Apakah ragam bahasa semacam itu juga kita temukan saat ini? Jawabannya, tentu saja. Siapa yang tidak familiar dengan ragam bahasa yang dijuduli “alay” ini. Ragam bahasa gaul yang filosofi kemunculannya mungkin tak jauh beda dengan bahasa sejenis yang terdahulu, hanya saja model dan metode perkembangannya sangat dipengaruhi oleh faktor kemajuan teknologi.

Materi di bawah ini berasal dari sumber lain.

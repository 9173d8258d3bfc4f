use std::path::PathBuf;

/// Returns the default socket path for the scast daemon.
pub fn default_socket_path() -> PathBuf {
    if let Ok(runtime_dir) = std::env::var("XDG_RUNTIME_DIR") {
        PathBuf::from(runtime_dir).join("scast.sock")
    } else {
        // SAFETY: getuid() is always safe to call and has no preconditions
        let uid = unsafe { libc::getuid() };
        PathBuf::from(format!("/tmp/scast-{uid}.sock"))
    }
}

/// Returns the config/data directory path for scast.
pub fn dirs_path() -> PathBuf {
    if let Ok(config_dir) = std::env::var("XDG_CONFIG_HOME") {
        PathBuf::from(config_dir).join("scast")
    } else if let Ok(home) = std::env::var("HOME") {
        PathBuf::from(home).join(".config").join("scast")
    } else {
        PathBuf::from("/tmp/scast")
    }
}

/// Returns the default PID file path for the scast daemon.
pub fn pid_file_path() -> PathBuf {
    dirs_path().join("scastd.pid")
}

/// Returns the config file path for the scast daemon.
pub fn config_path() -> PathBuf {
    dirs_path().join("config.toml")
}
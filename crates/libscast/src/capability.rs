use std::sync::{Mutex, MutexGuard};

use tokio::sync::broadcast;
use tracing::{debug, info, warn};
use uuid::Uuid;

/// Result of asking the host OS for the screen-capture grant.
#[derive(Debug, Clone, Copy, PartialEq, Eq)]
pub enum GrantOutcome {
    Granted,
    Denied,
}

/// Opaque token minted when the grant is acquired. Handed to the display
/// server on start; valid for the lifetime of this process, never persisted.
#[derive(Debug, Clone, PartialEq, Eq)]
pub struct CaptureToken(String);

impl CaptureToken {
    pub(crate) fn mint() -> Self {
        Self(Uuid::new_v4().to_string())
    }

    pub fn as_str(&self) -> &str {
        &self.0
    }
}

/// The seam to the host OS permission prompt. Implementations may suspend
/// for as long as the user deliberates.
pub trait CapabilitySource: Send + Sync + 'static {
    fn request(&self) -> impl Future<Output = GrantOutcome> + Send;
}

/// Caches the process-lifetime screen-capture grant and collapses
/// concurrent requests into a single OS prompt.
///
/// A request while one is outstanding subscribes to the same outcome. A
/// denial is terminal until a new explicit request; the broker never
/// retries on its own.
pub struct CapabilityBroker<S> {
    source: S,
    inner: Mutex<Inner>,
}

struct Inner {
    granted: Option<CaptureToken>,
    inflight: Option<broadcast::Sender<GrantOutcome>>,
}

impl<S: CapabilitySource> CapabilityBroker<S> {
    pub fn new(source: S) -> Self {
        Self {
            source,
            inner: Mutex::new(Inner {
                granted: None,
                inflight: None,
            }),
        }
    }

    /// Whether the grant is currently held.
    pub fn have_grant(&self) -> bool {
        self.lock().granted.is_some()
    }

    /// The capture token, if the grant is held.
    pub fn token(&self) -> Option<CaptureToken> {
        self.lock().granted.clone()
    }

    /// Acquire the grant, prompting the OS at most once concurrently.
    pub async fn request_grant(&self) -> GrantOutcome {
        let join = {
            let mut inner = self.lock();
            if inner.granted.is_some() {
                return GrantOutcome::Granted;
            }
            match &inner.inflight {
                Some(tx) => Some(tx.subscribe()),
                None => {
                    let (tx, _rx) = broadcast::channel(1);
                    inner.inflight = Some(tx);
                    None
                }
            }
        };

        if let Some(mut rx) = join {
            debug!("joining in-flight capability request");
            // A closed channel means the leading request was torn down;
            // report denial rather than hang.
            return rx.recv().await.unwrap_or(GrantOutcome::Denied);
        }

        let outcome = self.source.request().await;

        let mut inner = self.lock();
        if outcome == GrantOutcome::Granted && inner.granted.is_none() {
            inner.granted = Some(CaptureToken::mint());
        }
        if let Some(tx) = inner.inflight.take() {
            let _ = tx.send(outcome);
        }
        drop(inner);

        match outcome {
            GrantOutcome::Granted => info!("screen capture grant acquired"),
            GrantOutcome::Denied => warn!("screen capture grant denied"),
        }
        outcome
    }

    fn lock(&self) -> MutexGuard<'_, Inner> {
        self.inner.lock().unwrap_or_else(|e| e.into_inner())
    }
}

/// Production capability source: runs an operator-configured helper
/// command; exit status zero means granted. With no helper configured the
/// device is treated as pre-provisioned and the grant resolves
/// immediately.
pub struct HelperCommandSource {
    command: Option<String>,
}

impl HelperCommandSource {
    pub fn new(command: Option<String>) -> Self {
        Self { command }
    }
}

impl CapabilitySource for HelperCommandSource {
    async fn request(&self) -> GrantOutcome {
        let Some(command) = &self.command else {
            debug!("no grant helper configured, treating device as pre-provisioned");
            return GrantOutcome::Granted;
        };

        match tokio::process::Command::new("sh")
            .arg("-c")
            .arg(command)
            .status()
            .await
        {
            Ok(status) if status.success() => GrantOutcome::Granted,
            Ok(status) => {
                warn!(%command, ?status, "grant helper refused");
                GrantOutcome::Denied
            }
            Err(e) => {
                warn!(%command, error = %e, "grant helper failed to run");
                GrantOutcome::Denied
            }
        }
    }
}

Bahasa “alay” muncul di saat telepon seluler bukan lagi menjadi barang mewah yang tak terjangkau. Hampir bisa dipastikan jika sebagian besar remaja perkotaan (dan barangkali juga remaja kota kecil dan pedesaan yang dekat dengan kota) memiliki minimal satu buah telepon seluler dalam genggamannya. Bahasa ini juga berkembang di tengah maraknya situs jejaring sosial di dunia maya. Keterbatasan space untuk menulis di layar situs jejaring sosial, ditambah kebutuhan untuk melakukan texting yang cepat saat membalas SMS, ditambah pula dengan keinginan agar pesan-pesan yang tersimpan dan terkirim tak serta-merta diketahui para orangtua atau guru ketika perangkat elektronik tadi terkena “razia”, pada akhirnya melahirkan bahasa gaul versi terkini yang menggabungkan huruf, angka, dan simbol secara sekaligus. Maka mulai bertebaranlah status-status yang penuh kombinasi huruf-angka-simbol ini di berbagai situs jejaring sosial populer.

Pada awalnya, tak ada friksi yang terjadi antara bahasa “alay” dengan bahasa pada umumnya. Hanya saja, ketika laju bahasa ini menjadikan situs jejaring sosial sebagai salah satu lintasannya, maka dimulailah babak baru perseteruan antar generasi. Para pengguna situs jejaring sosial yang dikategorikan dewasa mulai merasa risih ketika melihat-lihat berbagai status teman yang ada dalam daftarnya, dan terkadang menemukan beberapa status bergaya “alay” yang selintas tak mirip bahasa apa pun di muka bumi ini, atau ekstrimnya membuat si Orang Dewasa tadi terserang migrain secara tiba-tiba. Dahsyat.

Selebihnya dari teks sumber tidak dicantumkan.